Examples of Biotic and Abiotic Interactions
Even in a room alone, you're surrounded by biotic factors like bacteria and plants.
Interaction examples:
Plants produce oxygen, humans produce CO2.
Plants use sunlight for photosynthesis (abiotic interaction).
What Ecology Encapsulates
Comprehensive study overlapping various biology fields.
Focuses on higher-level interactions beyond individuals to populations, communities, and ecosystems.
Ecosystems
Definition:
Complex systems consisting of biotic and abiotic factors.
Examples:
Coral reefs: coral, fish, bacteria (biotic); water temperature, salinity (abiotic).
Grasslands: trees, animals, insects (biotic); soil, humidity (abiotic).
Forests: mushrooms, trees, moss (biotic); sunlight, moisture (abiotic).
Scales in Ecology
Individual:
One organism (e.g., a single elephant).
Population:
Members of the same species in an area (e.g., herd of elephants).
Community:
All living things in an area (e.g., elephants, giraffes, plants).
Ecosystem:
All living things and their non-living environment (e.g., animals, plants, water, air).
Biosphere:
All ecosystems connected on Earth.
Levels of Inclusion
Biotic and abiotic factors interact and influence each other.

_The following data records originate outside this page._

//! Patch operations
//!
//! One operation is one atomic field-level change. Scalars are only ever
//! replaced; set and list elements are added or removed one at a time.

use serde::{Deserialize, Serialize};
use std::fmt;

use crate::value::AttributeValue;

/// Kind of a patch operation
#[derive(Debug, Clone, Copy, PartialEq, Eq, Hash, Serialize, Deserialize)]
#[serde(rename_all = "lowercase")]
pub enum PatchKind {
    /// Replace the whole field value
    Replace,
    /// Add one element to a collection
    Add,
    /// Remove one element from a collection
    Remove,
}

impl PatchKind {
    pub fn as_str(&self) -> &'static str {
        match self {
            PatchKind::Replace => "replace",
            PatchKind::Add => "add",
            PatchKind::Remove => "remove",
        }
    }
}

impl fmt::Display for PatchKind {
    fn fmt(&self, f: &mut fmt::Formatter<'_>) -> fmt::Result {
        write!(f, "{}", self.as_str())
    }
}

/// A field-level change submitted as part of a batch
#[derive(Debug, Clone, PartialEq, Eq, Serialize, Deserialize)]
pub struct PatchOperation {
    /// Field the operation targets
    pub field: String,
    /// What to do
    pub kind: PatchKind,
    /// New value for `Replace`, the element for `Add`/`Remove`
    pub value: AttributeValue,
}

impl PatchOperation {
    /// Replace a field's whole value
    pub fn replace(field: impl Into<String>, value: impl Into<AttributeValue>) -> Self {
        Self {
            field: field.into(),
            kind: PatchKind::Replace,
            value: value.into(),
        }
    }

    /// Add one element to a collection field
    pub fn add(field: impl Into<String>, element: impl Into<String>) -> Self {
        Self {
            field: field.into(),
            kind: PatchKind::Add,
            value: AttributeValue::String(element.into()),
        }
    }

    /// Remove one element from a collection field
    pub fn remove(field: impl Into<String>, element: impl Into<String>) -> Self {
        Self {
            field: field.into(),
            kind: PatchKind::Remove,
            value: AttributeValue::String(element.into()),
        }
    }

    /// The element of an `Add`/`Remove` operation
    pub fn element(&self) -> Option<&str> {
        match self.kind {
            PatchKind::Add | PatchKind::Remove => self.value.as_str(),
            PatchKind::Replace => None,
        }
    }
}

impl fmt::Display for PatchOperation {
    fn fmt(&self, f: &mut fmt::Formatter<'_>) -> fmt::Result {
        write!(f, "{} {} {}", self.kind, self.field, self.value)
    }
}
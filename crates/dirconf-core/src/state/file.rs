// # File State Store
//
// Tracked state persisted as one JSON document.
//
// ## Durability
//
// - Every mutation is written through: serialize into a `.tmp` sibling,
//   copy the current file to the `.backup` sibling, rename the temp file
//   over the original
// - A state file that fails to parse is replaced by its backup on open
// - A failed write leaves the store dirty; `flush` retries it
//
// ## File Format
//
// ```json
// {
//   "version": "1.0",
//   "records": {
//     "alert-handler[smtp]": {
//       "identity": { "resource_type": "alert-handler", "key": ["smtp"] },
//       "observed": { "enabled": { "kind": "bool", "value": true } },
//       "last_reconciled": "2026-01-09T12:00:00Z"
//     }
//   }
// }
// ```
//
// Observed maps hold the last applied values of sensitive fields, so on
// Unix the file is created readable by its owner only.

use async_trait::async_trait;
use serde::{Deserialize, Serialize};
use std::collections::BTreeMap;
use std::path::{Path, PathBuf};
use tokio::fs;
use tokio::io::AsyncWriteExt;
use tokio::sync::RwLock;

use crate::Error;
use crate::identity::ResourceIdentity;
use crate::traits::state_store::{StateRecord, StateStore};

const FORMAT_VERSION: &str = "1.0";

/// Records keyed by the identity's display form
type Records = BTreeMap<String, StateRecord>;

#[derive(Serialize, Deserialize)]
struct Document {
    version: String,
    records: Records,
}

/// Outcome of parsing one file
enum Parsed {
    Ok(Records),
    Corrupt(String),
}

#[derive(Debug)]
struct Inner {
    records: Records,
    /// Memory is ahead of disk
    dirty: bool,
}

/// Tracked state persisted to a JSON file
#[derive(Debug)]
pub struct FileStateStore {
    path: PathBuf,
    inner: RwLock<Inner>,
}

fn io_error(action: &str, path: &Path, e: std::io::Error) -> Error {
    Error::state_store(format!("Failed to {} {}: {}", action, path.display(), e))
}

fn sibling(path: &Path, extension: &str) -> PathBuf {
    path.with_extension(extension)
}

impl FileStateStore {
    /// Open the store at `path`, creating parent directories as needed
    ///
    /// A corrupt file is recovered from its `.backup` sibling; if that is missing
    /// or corrupt too, the store starts empty and the next write replaces
    /// both.
    pub async fn new<P: AsRef<Path>>(path: P) -> Result<Self, Error> {
        let path = path.as_ref().to_path_buf();

        if let Some(parent) = path.parent().filter(|p| !p.as_os_str().is_empty()) {
            fs::create_dir_all(parent)
                .await
                .map_err(|e| io_error("create state directory", parent, e))?;
        }

        let records = Self::open_records(&path).await?;
        tracing::debug!(
            "Opened state file {} ({} record(s))",
            path.display(),
            records.len()
        );

        Ok(Self {
            path,
            inner: RwLock::new(Inner {
                records,
                dirty: false,
            }),
        })
    }

    async fn open_records(path: &Path) -> Result<Records, Error> {
        let reason = match Self::parse_file(path).await? {
            Parsed::Ok(records) => return Ok(records),
            Parsed::Corrupt(reason) => reason,
        };
        tracing::warn!("State file is corrupt ({}), trying the backup", reason);

        let backup = sibling(path, "backup");
        match Self::parse_file(&backup).await? {
            Parsed::Ok(records) if backup.exists() => {
                if let Err(e) = fs::copy(&backup, path).await {
                    tracing::error!("Could not restore {} from backup: {}", path.display(), e);
                }
                tracing::info!("Recovered {} record(s) from backup", records.len());
                Ok(records)
            }
            Parsed::Ok(_) => {
                tracing::warn!("No backup available, starting with empty state");
                Ok(Records::new())
            }
            Parsed::Corrupt(reason) => {
                tracing::error!("Backup is corrupt too ({}), starting with empty state", reason);
                Ok(Records::new())
            }
        }
    }

    /// Parse one file; a missing file is an empty record set
    async fn parse_file(path: &Path) -> Result<Parsed, Error> {
        let content = match fs::read_to_string(path).await {
            Ok(content) => content,
            Err(e) if e.kind() == std::io::ErrorKind::NotFound => {
                return Ok(Parsed::Ok(Records::new()));
            }
            Err(e) => return Err(io_error("read state file", path, e)),
        };

        let document: Document = match serde_json::from_str(&content) {
            Ok(document) => document,
            Err(e) => return Ok(Parsed::Corrupt(format!("{}: {}", path.display(), e))),
        };
        if document.version != FORMAT_VERSION {
            tracing::warn!(
                "State file {} has format {}, expected {}",
                path.display(),
                document.version,
                FORMAT_VERSION
            );
        }
        Ok(Parsed::Ok(document.records))
    }

    /// Write `inner` to disk; the caller holds the write lock
    async fn persist(&self, inner: &mut Inner) -> Result<(), Error> {
        let document = Document {
            version: FORMAT_VERSION.to_string(),
            records: inner.records.clone(),
        };
        let json = serde_json::to_vec_pretty(&document)
            .map_err(|e| Error::state_store(format!("Failed to serialize state: {}", e)))?;

        let temp = sibling(&self.path, "tmp");
        let mut file = fs::File::create(&temp)
            .await
            .map_err(|e| io_error("create", &temp, e))?;
        restrict_permissions(&temp).await;
        file.write_all(&json)
            .await
            .map_err(|e| io_error("write", &temp, e))?;
        file.sync_all()
            .await
            .map_err(|e| io_error("sync", &temp, e))?;
        drop(file);

        if fs::try_exists(&self.path).await.unwrap_or(false) {
            let backup = sibling(&self.path, "backup");
            if let Err(e) = fs::copy(&self.path, &backup).await {
                tracing::warn!("Could not refresh backup {}: {}", backup.display(), e);
            }
        }

        fs::rename(&temp, &self.path)
            .await
            .map_err(|e| io_error("replace state file with", &temp, e))?;

        inner.dirty = false;
        tracing::trace!("Wrote {} record(s) to {}", inner.records.len(), self.path.display());
        Ok(())
    }
}

#[cfg(unix)]
async fn restrict_permissions(path: &Path) {
    use std::os::unix::fs::PermissionsExt;
    if let Err(e) = fs::set_permissions(path, std::fs::Permissions::from_mode(0o600)).await {
        tracing::warn!("Could not restrict permissions of {}: {}", path.display(), e);
    }
}

#[cfg(not(unix))]
async fn restrict_permissions(_path: &Path) {}

#[async_trait]
impl StateStore for FileStateStore {
    async fn get_record(&self, identity: &ResourceIdentity) -> Result<Option<StateRecord>, Error> {
        Ok(self.inner.read().await.records.get(&identity.to_string()).cloned())
    }

    async fn set_record(&self, record: &StateRecord) -> Result<(), Error> {
        let mut inner = self.inner.write().await;
        inner
            .records
            .insert(record.identity.to_string(), record.clone());
        inner.dirty = true;
        self.persist(&mut inner).await
    }

    async fn delete_record(&self, identity: &ResourceIdentity) -> Result<(), Error> {
        let mut inner = self.inner.write().await;
        if inner.records.remove(&identity.to_string()).is_none() {
            return Ok(());
        }
        inner.dirty = true;
        self.persist(&mut inner).await
    }

    async fn list_records(&self) -> Result<Vec<ResourceIdentity>, Error> {
        Ok(self
            .inner
            .read()
            .await
            .records
            .values()
            .map(|r| r.identity.clone())
            .collect())
    }

    /// Retry a write that failed earlier
    async fn flush(&self) -> Result<(), Error> {
        let mut inner = self.inner.write().await;
        if inner.dirty {
            self.persist(&mut inner).await
        } else {
            Ok(())
        }
    }
}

Oxygen production and chemical composition changes are influenced by living organisms.
Concepts Beyond Earth
Biosphere Examples:
Earth is the most known biosphere.
Man-made biospheres (e.g., space stations).
Abiotic Influence:
Sun and moon affecting life (e.g., sunlight, gravitational effects).
Ecological Fascinations
Ecology studies complex, balanced, and sometimes imbalanced systems with emergent properties.
Interaction dynamics can sometimes be observed at microscopic levels (e.g., bacteria on human skin).